INPUT FOR THIS TASK: Begin

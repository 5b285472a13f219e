//! Create-table settings (Functional Core - pure data).

use serde::{Deserialize, Serialize};

use crate::schema::{
    add_secondary_index_attribute_definitions, generate_table_schema, AttributeDescriptor,
    SecondaryIndex, TableSchema,
};

/// Provisioned read/write capacity.
#[derive(Debug, Clone, Copy, PartialEq, Eq, Serialize, Deserialize)]
pub struct Throughput {
    pub read_capacity_units: i64,
    pub write_capacity_units: i64,
}

impl Default for Throughput {
    fn default() -> Self {
        Self {
            read_capacity_units: 1,
            write_capacity_units: 1,
        }
    }
}

/// Everything a create-table call needs.
#[derive(Debug, Clone, PartialEq, Eq, Serialize, Deserialize)]
pub struct TableSettings {
    pub table_name: String,
    pub schema: TableSchema,
    pub stream_enabled: bool,
    pub throughput: Throughput,
    #[serde(skip_serializing_if = "Vec::is_empty", default)]
    pub secondary_indexes: Vec<SecondaryIndex>,
}

impl TableSettings {
    /// Base configuration (streams off, 1/1 capacity) merged with the
    /// schema generated from `descriptors` and augmented with `indexes`.
    pub fn new(
        table_name: impl Into<String>,
        descriptors: &[AttributeDescriptor],
        indexes: &[SecondaryIndex],
    ) -> Self {
        Self {
            table_name: table_name.into(),
            schema: add_secondary_index_attribute_definitions(
                generate_table_schema(descriptors),
                indexes,
            ),
            stream_enabled: false,
            throughput: Throughput::default(),
            secondary_indexes: indexes.to_vec(),
        }
    }

    pub fn with_throughput(mut self, throughput: Throughput) -> Self {
        self.throughput = throughput;
        self
    }

    /// Pretty JSON rendering, used for logging.
    pub fn to_pretty_json(&self) -> String {
        serde_json::to_string_pretty(self).unwrap_or_default()
    }
}

/// Pure function: format the settings for display.
pub fn format_table_settings(settings: &TableSettings) -> Vec<String> {
    let mut lines = vec![format!("+ Create table: {}", settings.table_name)];
    for key in &settings.schema.key_schema {
        let attribute_type = settings
            .schema
            .attribute_definitions
            .iter()
            .find(|a| a.name == key.name)
            .map(|a| a.attribute_type.as_str())
            .unwrap_or("?");
        lines.push(format!(
            "  {} key: {} ({})",
            key.role.as_str(),
            key.name,
            attribute_type
        ));
    }
    for index in &settings.secondary_indexes {
        lines.push(format!("  + GSI: {}", index.name));
        for key in &index.key_schema {
            lines.push(format!(
                "    {} key: {} ({})",
                key.role.as_str(),
                key.name,
                key.attribute_type.as_str()
            ));
        }
    }
    lines.push(format!(
        "  Throughput: {} RCU / {} WCU",
        settings.throughput.read_capacity_units, settings.throughput.write_capacity_units
    ));
    lines
}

INPUT FOR THIS TASK: End

▸ EXERCISE DETAILS
Show, from the records above, every line that includes "lines".

▸ OUTPUT
    let mut lines = vec![format!("+ Create table: {}", settings.table_name)];
        lines.push(format!(
        lines.push(format!("  + GSI: {}", index.name));
            lines.push(format!(
    lines.push(format!(
    lines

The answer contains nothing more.